BEGIN

//! End-to-end session lifecycle tests with in-process backends.

use std::path::Path;
use std::sync::atomic::{AtomicBool, Ordering};
use std::sync::{Arc, Mutex};
use std::time::Duration;

use async_trait::async_trait;
use pretty_assertions::assert_eq;
use tempfile::TempDir;
use tokio::sync::Notify;
use tokio::time::{Instant, sleep, timeout};

use docchat_embeddings::{Embedding, EmbeddingError};
use docchat_retrieval::{
    Document, Embedder, EmbeddingProvider, FALLBACK_ANSWER, GenerationError,
    GenerationProvider, HashingProvider, NO_DOCUMENT_SUMMARY, RetrievalEngine, RetrievalError,
    SessionId, SessionState,
};

/// Generation backend that records prompts and replies with a fixed text.
struct ScriptedGenerator {
    reply: Option<String>,
    prompts: Mutex<Vec<String>>,
}

impl ScriptedGenerator {
    fn replying(reply: &str) -> Arc<Self> {
        Arc::new(Self {
            reply: Some(reply.to_string()),
            prompts: Mutex::new(Vec::new()),
        })
    }

    fn failing() -> Arc<Self> {
        Arc::new(Self {
            reply: None,
            prompts: Mutex::new(Vec::new()),
        })
    }

    fn last_prompt(&self) -> String {
        self.prompts.lock().unwrap().last().cloned().unwrap()
    }
}

#[async_trait]
impl GenerationProvider for ScriptedGenerator {
    fn name(&self) -> &str {
        "scripted"
    }

    async fn generate(&self, prompt: &str) -> Result<String, GenerationError> {
        self.prompts.lock().unwrap().push(prompt.to_string());
        self.reply
            .clone()
            .ok_or_else(|| GenerationError::ApiRequest("backend down".to_string()))
    }

    fn is_available(&self) -> bool {
        true
    }
}

/// Hashing provider that blocks document embedding until released.
struct GatedProvider {
    inner: HashingProvider,
    started: Arc<Notify>,
    release: Arc<Notify>,
}

#[async_trait]
impl EmbeddingProvider for GatedProvider {
    fn name(&self) -> &str {
        "gated"
    }

    fn model(&self) -> &str {
        self.inner.model()
    }

    fn dimension(&self) -> usize {
        self.inner.dimension()
    }

    async fn embed_documents(&self, texts: &[String]) -> docchat_embeddings::Result<Vec<Embedding>> {
        self.started.notify_one();
        self.release.notified().await;
        self.inner.embed_documents(texts).await
    }

    async fn embed_query(&self, text: &str) -> docchat_embeddings::Result<Embedding> {
        self.inner.embed_query(text).await
    }

    fn is_available(&self) -> bool {
        true
    }
}

/// Hashing provider whose document embedding fails while `fail` is set.
struct FlakyProvider {
    inner: HashingProvider,
    fail: AtomicBool,
}

#[async_trait]
impl EmbeddingProvider for FlakyProvider {
    fn name(&self) -> &str {
        "flaky"
    }

    fn model(&self) -> &str {
        self.inner.model()
    }

    fn dimension(&self) -> usize {
        self.inner.dimension()
    }

    async fn embed_documents(&self, texts: &[String]) -> docchat_embeddings::Result<Vec<Embedding>> {
        if self.fail.load(Ordering::SeqCst) {
            return Err(EmbeddingError::ApiRequest("quota exhausted".to_string()));
        }
        self.inner.embed_documents(texts).await
    }

    async fn embed_query(&self, text: &str) -> docchat_embeddings::Result<Embedding> {
        self.inner.embed_query(text).await
    }

    fn is_available(&self) -> bool {
        true
    }
}

async fn engine_with(
    dir: &Path,
    provider: Arc<dyn EmbeddingProvider>,
    generator: Arc<ScriptedGenerator>,
) -> RetrievalEngine {
    RetrievalEngine::builder()
        .with_sessions_dir(dir)
        .with_embedder(Embedder::new(provider))
        .with_generator(generator)
        .build()
        .await
        .unwrap()
}

async fn hashing_engine(dir: &Path, generator: Arc<ScriptedGenerator>) -> RetrievalEngine {
    engine_with(dir, Arc::new(HashingProvider::new(128)), generator).await
}

/// An engine whose document embedding waits on the returned `release`
/// after signalling `started`. Questions are embedded without waiting.
async fn gated_engine(
    dir: &Path,
    generator: Arc<ScriptedGenerator>,
) -> (Arc<RetrievalEngine>, Arc<Notify>, Arc<Notify>) {
    let started = Arc::new(Notify::new());
    let release = Arc::new(Notify::new());
    let provider = GatedProvider {
        inner: HashingProvider::new(128),
        started: started.clone(),
        release: release.clone(),
    };
    let engine = engine_with(dir, Arc::new(provider), generator).await;
    (Arc::new(engine), started, release)
}

/// Create a session holding `text` using a separate, ungated engine.
async fn seeded_session(dir: &Path, filename: &str, text: &str) -> SessionId {
    let engine = hashing_engine(dir, ScriptedGenerator::replying("ok")).await;
    let id = engine.create_session().await.unwrap();
    engine
        .ingest(id.as_str(), text_document(filename, text))
        .await
        .unwrap();
    id
}

/// The filename recorded on disk, as a freshly started process sees it.
async fn stored_filename(dir: &Path, id: &SessionId) -> Option<String> {
    let engine = hashing_engine(dir, ScriptedGenerator::replying("ok")).await;
    engine.store().describe(id).await.unwrap().filename
}

fn paragraph(sentence: &str) -> String {
    sentence.repeat(20).trim_end().to_string()
}

fn text_document(name: &str, text: &str) -> Document {
    Document::new(name, text.as_bytes().to_vec()).unwrap()
}

#[tokio::test]
async fn test_three_paragraph_document_is_ready_with_three_chunks() {
    let dir = TempDir::new().unwrap();
    let generator = ScriptedGenerator::replying("A rehabilitation plan for an ankle sprain.");
    let engine = hashing_engine(dir.path(), generator.clone()).await;

    let para = paragraph("Rest the injured ankle and apply ice regularly. ");
    let text = format!("{para}\n\n{para}\n\n{para}");

    let id = engine.create_session().await.unwrap();
    let report = engine
        .ingest(id.as_str(), text_document("ankle.txt", &text))
        .await
        .unwrap();
    assert_eq!(report.chunk_count, 3);
    assert_eq!(report.filename, "ankle.txt");

    let info = engine.describe(id.as_str()).await.unwrap();
    assert!(info.exists);
    assert!(info.document_uploaded);
    assert!(info.processed);
    assert!(info.ready_for_chat);
    assert_eq!(info.document_chunks, 3);
    assert_eq!(
        info.document_summary.as_deref(),
        Some("A rehabilitation plan for an ankle sprain.")
    );
    assert!(generator.last_prompt().contains("Rest the injured ankle"));
}

#[tokio::test]
async fn test_answer_before_upload_is_document_not_loaded() {
    let dir = TempDir::new().unwrap();
    let engine = hashing_engine(dir.path(), ScriptedGenerator::replying("unused")).await;
    let id = engine.create_session().await.unwrap();

    assert!(matches!(
        engine.answer(id.as_str(), "Can I run?", None).await,
        Err(RetrievalError::DocumentNotLoaded(_))
    ));
    assert_eq!(
        engine.summarize(id.as_str()).await.unwrap(),
        NO_DOCUMENT_SUMMARY
    );

    let info = engine.describe(id.as_str()).await.unwrap();
    assert!(info.exists);
    assert!(!info.document_uploaded);
    assert_eq!(info.document_summary, None);
}

#[tokio::test]
async fn test_unknown_and_malformed_sessions() {
    let dir = TempDir::new().unwrap();
    let engine = hashing_engine(dir.path(), ScriptedGenerator::replying("unused")).await;
    let unknown = "0b7f5c9e-8a41-4c1e-9d0a-3f2b6c7d8e9f";

    assert!(matches!(
        engine.answer(unknown, "?", None).await,
        Err(RetrievalError::SessionNotFound(_))
    ));
    assert!(matches!(
        engine
            .ingest(unknown, text_document("a.txt", "Knee bends."))
            .await,
        Err(RetrievalError::SessionNotFound(_))
    ));
    assert!(!engine.describe(unknown).await.unwrap().exists);

    assert!(matches!(
        engine.answer("../../etc", "?", None).await,
        Err(RetrievalError::InvalidSessionId(_))
    ));
    assert!(matches!(
        engine.delete_session("not-a-session").await,
        Err(RetrievalError::InvalidSessionId(_))
    ));
}

#[tokio::test]
async fn test_answer_uses_all_chunks_when_fewer_than_top_k() {
    let dir = TempDir::new().unwrap();
    let generator = ScriptedGenerator::replying("Ice for 15 minutes.");
    let engine = hashing_engine(dir.path(), generator.clone()).await;

    let first = paragraph("Apply ice to the swollen knee for fifteen minutes. ");
    let second = paragraph("Strengthen the hamstrings with slow bridges. ");
    let id = engine.create_session().await.unwrap();
    let report = engine
        .ingest(
            id.as_str(),
            text_document("knee.txt", &format!("{first}\n\n{second}")),
        )
        .await
        .unwrap();
    assert_eq!(report.chunk_count, 2);

    let answer = engine
        .answer(id.as_str(), "How long should I ice my knee?", None)
        .await
        .unwrap();
    assert_eq!(answer, "Ice for 15 minutes.");

    let prompt = generator.last_prompt();
    assert!(prompt.contains("Section 1:\nApply ice to the swollen knee"));
    assert!(prompt.contains("Section 2:\n"));
    assert!(!prompt.contains("Section 3:"));
    assert!(prompt.contains("Question: How long should I ice my knee?"));
}

#[tokio::test]
async fn test_search_is_complete_and_best_first() {
    let dir = TempDir::new().unwrap();
    let engine = hashing_engine(dir.path(), ScriptedGenerator::replying("ok")).await;

    let first = paragraph("Apply ice to the swollen knee for fifteen minutes. ");
    let second = paragraph("Strengthen the hamstrings with slow bridges. ");
    let id = engine.create_session().await.unwrap();
    engine
        .ingest(
            id.as_str(),
            text_document("knee.txt", &format!("{first}\n\n{second}")),
        )
        .await
        .unwrap();

    let hits = engine
        .retrieve(id.as_str(), "hamstrings bridges")
        .await
        .unwrap();
    assert_eq!(hits.len(), 2);
    assert!(hits[0].chunk.text.contains("hamstrings"));
    assert!(hits[0].score >= hits[1].score);
}

#[tokio::test]
async fn test_empty_generation_returns_fallback() {
    let dir = TempDir::new().unwrap();
    let engine = hashing_engine(dir.path(), ScriptedGenerator::replying("  \n")).await;
    let id = engine.create_session().await.unwrap();
    engine
        .ingest(id.as_str(), text_document("a.txt", "Calf raises, three sets."))
        .await
        .unwrap();

    let answer = engine.answer(id.as_str(), "Sets?", None).await.unwrap();
    assert_eq!(answer, FALLBACK_ANSWER);
    assert_eq!(
        engine.summarize(id.as_str()).await.unwrap(),
        "Unable to generate summary"
    );
}

#[tokio::test]
async fn test_generation_failure_propagates_but_summary_degrades() {
    let dir = TempDir::new().unwrap();
    let engine = hashing_engine(dir.path(), ScriptedGenerator::failing()).await;
    let id = engine.create_session().await.unwrap();
    engine
        .ingest(id.as_str(), text_document("a.txt", "Wall slides daily."))
        .await
        .unwrap();

    assert!(matches!(
        engine.answer(id.as_str(), "How often?", None).await,
        Err(RetrievalError::Generation(_))
    ));
    let summary = engine.summarize(id.as_str()).await.unwrap();
    assert!(summary.starts_with("Error generating summary: "));
    assert!(engine.describe(id.as_str()).await.unwrap().processed);
}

END

Activity: Reproduce each line in the listing above that mentions the string "describe".

Answer below:
    engine.store().describe(id).await.unwrap().filename
    let info = engine.describe(id.as_str()).await.unwrap();
    let info = engine.describe(id.as_str()).await.unwrap();
    assert!(!engine.describe(unknown).await.unwrap().exists);
    assert!(engine.describe(id.as_str()).await.unwrap().processed);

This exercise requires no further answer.